Search the entries below. Return every line that has "info" in it.
►
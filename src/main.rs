use anyhow::{Context, Result};
use clap::Parser;
use neuroplay_lib::model::living::AlgorithmKind;
use neuroplay_lib::model::metrics::init_logging;
use neuroplay_lib::{AppConfig, Playground};
use std::path::Path;

#[derive(Parser, Debug)]
#[command(author, version, about, long_about = None)]
struct Args {
    /// Custom config file path
    #[arg(short, long, default_value = "config.toml")]
    config: String,

    /// Number of training epochs to run
    #[arg(short, long, default_value_t = 200)]
    epochs: u64,

    /// Animation algorithm to run over the living graph
    #[arg(short, long)]
    algorithm: Option<AlgorithmKind>,

    /// Print the final epoch report as JSON
    #[arg(long)]
    json: bool,
}

fn load_config(path: &str) -> Result<AppConfig> {
    if !Path::new(path).exists() {
        tracing::info!(path, "No config file found, using defaults");
        return Ok(AppConfig::default());
    }
    let content = std::fs::read_to_string(path).with_context(|| format!("reading {path}"))?;
    AppConfig::from_toml(&content).with_context(|| format!("parsing {path}"))
}

fn main() -> Result<()> {
    init_logging();
    let args = Args::parse();

    let config = load_config(&args.config)?;
    let layer_sizes = config.network.layer_sizes.clone();
    let frames_per_epoch = (config.timing.animation_fps as f32 / config.timing.training_hz)
        .round()
        .max(1.0) as u64;
    let epochs_per_aging = (config.timing.training_hz / config.timing.aging_hz)
        .round()
        .max(1.0) as u64;

    let mut playground = Playground::new(config)?;
    playground.seed_graph(&layer_sizes)?;
    if let Some(kind) = args.algorithm {
        playground.start_algorithm(kind);
    }

    let frame_time = 1.0 / playground.config().timing.animation_fps as f32;
    let mut frame = 0u64;
    for epoch in 1..=args.epochs {
        let report = playground.training_tick()?;

        // Feed the living graph the first test point of each epoch.
        let pattern = playground
            .test_points()
            .first()
            .map(|p| [(p.x / 10.0 + 0.5) as f32, (p.y / 10.0 + 0.5) as f32])
            .unwrap_or([0.5, 0.5]);
        playground.hebbian_tick(&pattern);

        if epoch % epochs_per_aging == 0 {
            playground.aging_tick();
        }
        for _ in 0..frames_per_epoch {
            playground.animation_frame_at(frame as f32 * frame_time);
            frame += 1;
        }

        if epoch % 50 == 0 {
            tracing::info!(
                epoch,
                train_loss = report.train_loss,
                test_loss = report.test_loss,
                test_accuracy = report.test_accuracy,
                "Epoch"
            );
        }
    }
    playground.stop_algorithm();

    let issues = playground.training_issues();
    if issues.is_overfitted {
        tracing::warn!("Network looks overfitted");
    }
    if issues.is_underfitted {
        tracing::warn!("Network looks underfitted");
    }

    if let Some(report) = playground.last_report() {
        if args.json {
            println!("{}", serde_json::to_string_pretty(&report)?);
        } else {
            println!(
                "epoch {} | train loss {:.4} | test loss {:.4} | test accuracy {:.1}%",
                report.epoch,
                report.train_loss,
                report.test_loss,
                report.test_accuracy * 100.0
            );
        }
    }
    println!(
        "living graph: {} neurons, {} connections",
        playground.graph().len(),
        playground.graph().connections().len()
    );
    Ok(())
}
◄
_Solution below_.
        tracing::info!(path, "No config file found, using defaults");
            tracing::info!(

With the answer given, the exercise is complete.